Friday, November 9, 2007

You've got some nerve!

As in, because I'm ripping off another one of their articles and showing it to you.

A friend of mine (hi Kyle!) emailed me with a question about sex-positive attitudes in Second Wave versus Third Wave feminism. I sent him a way-too-long email in response, but anyway: It brought me back to Carrie Hill Wilner's essay on Nerve, I, Slut, which talks about the sexual liberty that characterizes the Third Wave--and how this liberty is often twisted into something cartoonish, inauthentic, a new standard to which we must pretend to adhere.

Also, it talks about Sex and the City, and how the show did NOT represent Wilner's sexuality, or that of her friends. I have had trouble articulating this--I have mixed feelings about the show, which I find entertaining but also grating and somehow irking. Wilner puts it well:

But what really bothered me about the show was that it presumed to speak for me, the youngish urban female, and her supposedly newfound ability to Have Sex Like a Man and Use Bad Words. It was "shocking," "brutally candid," "honest." The media spoke of Sex and the City as if it were the fucking Rosetta stone of femininity — as if women could no longer understand themselves without the assistance of premium cable... According to Sex, promiscuity was a glamorous pathology, a mutation of the second X chromosome, something unnatural, temporary, alien — like obesity and cancer, an ailment of modernity that must be endured by those who yearn for the ruddy health of monogamy...I guess what I'm trying to say here is that my sexual touchstone isn't a neurotic bitch with a bikini wax.

[My emphasis.]

There is one episode that exemplifies the difference between what SATC espoused and what I did. It was called "Boy, Girl, Boy, Girl..." and Carrie's plot was that she was dating a slightly younger (late 20's?) guy who reveals he's bisexual, and has had a long-term relationship with a man (plus two with women). FIRST of all, I was alarmed by the squareness of the show's stance on male bisexuality--even Samantha says "dump him." But Carrie goes with it, and ends up at a party with all his friends, who get introductions like, "This is Sue, she's having Ryan and Bob's baby" or whatever, and who've all dated each other in various gender combinations, and Carrie's getting skeeved. Then they all play spin the bottle, and Carrie for the first time in her life has to kiss a girl--played by Alanis Morissette. The kiss isn't bad or good (Carries says it "tasted like chicken"), but she realizes this is not her scene and bails.

So, my problem? I would much rather hang with those crazy kids who freak Carrie out so much than with Carrie and her Gucci-worshipping, pseudo-enlightened friends. (And let's not even talk about Candace Bushnell herself, who just seems awful.) For one thing, I doubt any of my female friends will make it to 33 or whatever without having kissed a girl.* And while when I first saw the episode I conceded that I'd be a little weirded out to be in a social circle where everyone had dated each other, that is actually starting to become my reality so I can't complain. But the real point is, not only do these non-Carrie people have a GENUINELY open attitude about sex and sexuality, they seem to spend more time having sex than talking about it, unlike our Fab Four. I mean, spin the bottle? Awesome. Hopefully the guys made out with each other, too, but SATC would never show us THAT. (Actually, do they ever show us two guys kissing? I'm not sure.)

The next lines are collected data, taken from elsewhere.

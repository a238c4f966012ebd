use derive_more::Display;

use crate::error::Error;

/// Classification tag carried by every [`AuthError`].
#[derive(Debug, Clone, Copy, PartialEq, Eq, Hash, Display)]
#[non_exhaustive]
pub enum AuthErrorKind {
    #[display("network error")]
    Network,
    #[display("timeout")]
    Timeout,
    #[display("rate limited")]
    RateLimited,
    #[display("invalid refresh token")]
    InvalidRefreshToken,
    #[display("unauthorized")]
    Unauthorized,
    #[display("fingerprint mismatch")]
    FingerprintMismatch,
    #[display("no session")]
    NoSession,
    #[display("session expired")]
    SessionExpired,
    #[display("storage failure")]
    Storage,
    #[display("unknown")]
    Unknown,
}

impl AuthErrorKind {
    /// Transient failures worth another attempt after a backoff.
    #[must_use]
    pub fn is_retryable(self) -> bool {
        matches!(self, Self::Network | Self::Timeout | Self::RateLimited)
    }

    /// Classifies a provider message. Terminal patterns win over transient
    /// ones; anything unrecognised is [`Unknown`](Self::Unknown), which is
    /// not retried.
    #[must_use]
    pub fn classify(message: &str) -> Self {
        let message = message.to_ascii_lowercase();
        let has = |patterns: &[&str]| patterns.iter().any(|p| message.contains(p));

        if has(&[
            "invalid refresh token",
            "refresh token not found",
            "refresh token expired",
            "invalid_grant",
        ]) {
            Self::InvalidRefreshToken
        } else if has(&["unauthorized", "forbidden", "not authenticated"]) {
            Self::Unauthorized
        } else if has(&["rate limit", "too many requests"]) {
            Self::RateLimited
        } else if has(&["timeout", "timed out"]) {
            Self::Timeout
        } else if has(&["network", "fetch", "connection", "unreachable"]) {
            Self::Network
        } else {
            Self::Unknown
        }
    }

    fn from_status(status: u16) -> Option<Self> {
        match status {
            429 => Some(Self::RateLimited),
            401 | 403 => Some(Self::Unauthorized),
            408 | 504 => Some(Self::Timeout),
            500..=599 => Some(Self::Network),
            _ => None,
        }
    }
}

/// Authentication failure surfaced to callers of the session API.
///
/// Cloneable so that every caller coalesced onto one refresh observes the
/// same error.
#[derive(Debug, Clone, PartialEq, Eq, thiserror::Error)]
#[error("Authentication failed ({kind}): {message}")]
pub struct AuthError {
    kind: AuthErrorKind,
    message: String,
    attempts: u32,
}

impl AuthError {
    #[must_use]
    pub fn new(kind: AuthErrorKind, message: impl Into<String>) -> Self {
        Self {
            kind,
            message: message.into(),
            attempts: 1,
        }
    }

    #[must_use]
    pub fn no_session() -> Self {
        Self::new(AuthErrorKind::NoSession, "no active session")
    }

    #[must_use]
    pub fn kind(&self) -> AuthErrorKind {
        self.kind
    }

    #[must_use]
    pub fn message(&self) -> &str {
        &self.message
    }

    /// Provider calls made before giving up.
    #[must_use]
    pub fn attempts(&self) -> u32 {
        self.attempts
    }

    #[must_use]
    pub fn is_retryable(&self) -> bool {
        self.kind.is_retryable()
    }

    #[must_use]
    pub(crate) fn with_attempts(mut self, attempts: u32) -> Self {
        self.attempts = attempts;
        self
    }
}

impl From<&Error> for AuthError {
    fn from(e: &Error) -> Self {
        let kind = match e {
            Error::Auth(inner) => return inner.clone(),
            Error::Provider { status, detail, .. } => status
                .and_then(AuthErrorKind::from_status)
                .unwrap_or_else(|| AuthErrorKind::classify(detail)),
            #[cfg(feature = "http")]
            Error::Http(http) => {
                if http.is_timeout() {
                    AuthErrorKind::Timeout
                } else if http.is_connect() || http.is_request() {
                    AuthErrorKind::Network
                } else {
                    http.status()
                        .and_then(|s| AuthErrorKind::from_status(s.as_u16()))
                        .unwrap_or_else(|| AuthErrorKind::classify(&http.to_string()))
                }
            }
            Error::Storage(_) => AuthErrorKind::Storage,
            other => AuthErrorKind::classify(&other.to_string()),
        };
        Self::new(kind, e.to_string())
    }
}

impl From<Error> for AuthError {
    fn from(e: Error) -> Self {
        Self::from(&e)
    }
}

#[cfg(test)]
mod tests {
    use super::*;

    fn provider_error(status: Option<u16>, detail: &str) -> Error {
        Error::Provider {
            operation: "token refresh",
            status,
            detail: detail.into(),
        }
    }

    #[test]
    fn transient_messages_are_retryable() {
        for message in ["Network error", "Request timeout", "Rate limit exceeded"] {
            assert!(
                AuthErrorKind::classify(message).is_retryable(),
                "{message} should be retryable"
            );
        }
    }

    #[test]
    fn terminal_messages_are_not_retryable() {
        assert_eq!(
            AuthErrorKind::classify("Invalid Refresh Token: Refresh Token Not Found"),
            AuthErrorKind::InvalidRefreshToken
        );
        assert_eq!(
            AuthErrorKind::classify("Unauthorized"),
            AuthErrorKind::Unauthorized
        );
        assert!(!AuthErrorKind::classify("Invalid refresh token").is_retryable());
    }

    #[test]
    fn terminal_pattern_wins_over_transient_one() {
        // Mentions both; the token is dead no matter how often we retry.
        assert_eq!(
            AuthErrorKind::classify("network proxy says: invalid refresh token"),
            AuthErrorKind::InvalidRefreshToken
        );
    }

    #[test]
    fn unknown_messages_are_not_retried() {
        let kind = AuthErrorKind::classify("something odd happened");
        assert_eq!(kind, AuthErrorKind::Unknown);
        assert!(!kind.is_retryable());
    }

    #[test]
    fn status_takes_precedence_over_detail() {
        let err = AuthError::from(&provider_error(Some(429), "slow down"));
        assert_eq!(err.kind(), AuthErrorKind::RateLimited);

        let err = AuthError::from(&provider_error(Some(503), "upstream unavailable"));
        assert_eq!(err.kind(), AuthErrorKind::Network);

        let err = AuthError::from(&provider_error(Some(401), "jwt expired"));
        assert_eq!(err.kind(), AuthErrorKind::Unauthorized);
    }

    #[test]
    fn bad_request_falls_back_to_detail() {
        let err = AuthError::from(&provider_error(
            Some(400),
            r#"{"error":"invalid_grant","error_description":"Invalid Refresh Token"}"#,
        ));
        assert_eq!(err.kind(), AuthErrorKind::InvalidRefreshToken);
        assert!(err.message().contains("invalid_grant"));
    }

    #[test]
    fn auth_error_passes_through_unchanged() {
        let inner = AuthError::new(AuthErrorKind::FingerprintMismatch, "tampered").with_attempts(2);
        let err = AuthError::from(Error::Auth(inner.clone()));
        assert_eq!(err, inner);
    }

    #[test]
    fn storage_errors_keep_their_kind() {
        let err = AuthError::from(Error::Storage("disk full".into()));
        assert_eq!(err.kind(), AuthErrorKind::Storage);
        assert_eq!(err.attempts(), 1);
    }
}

I did, however, love Miranda. And still do. Miranda was the actual feminist, incredibly smart, loved her job and excelled at it, had a baby and married on her terms, when she wanted to, to the best guy we meet on the show, and basically Has It All. She is also the only one who seems genuinely comfortable with both relationships AND casual sex, and manages to date a black guy with it being all, Look, She's Dating a Black Guy! And Cynthia Nixon was the best actor on the show. Her plotline in the above episode actually redeemed it for me,** as it concerned her insecurities about whether she was female enough, which is something a lot of successful women grapple with. So, kudos to her, but blah to the rest of the show for being so self-congratulatory while also being so narrow.


*Especially since I have probably already kissed them.
**And may or may not have made me cry.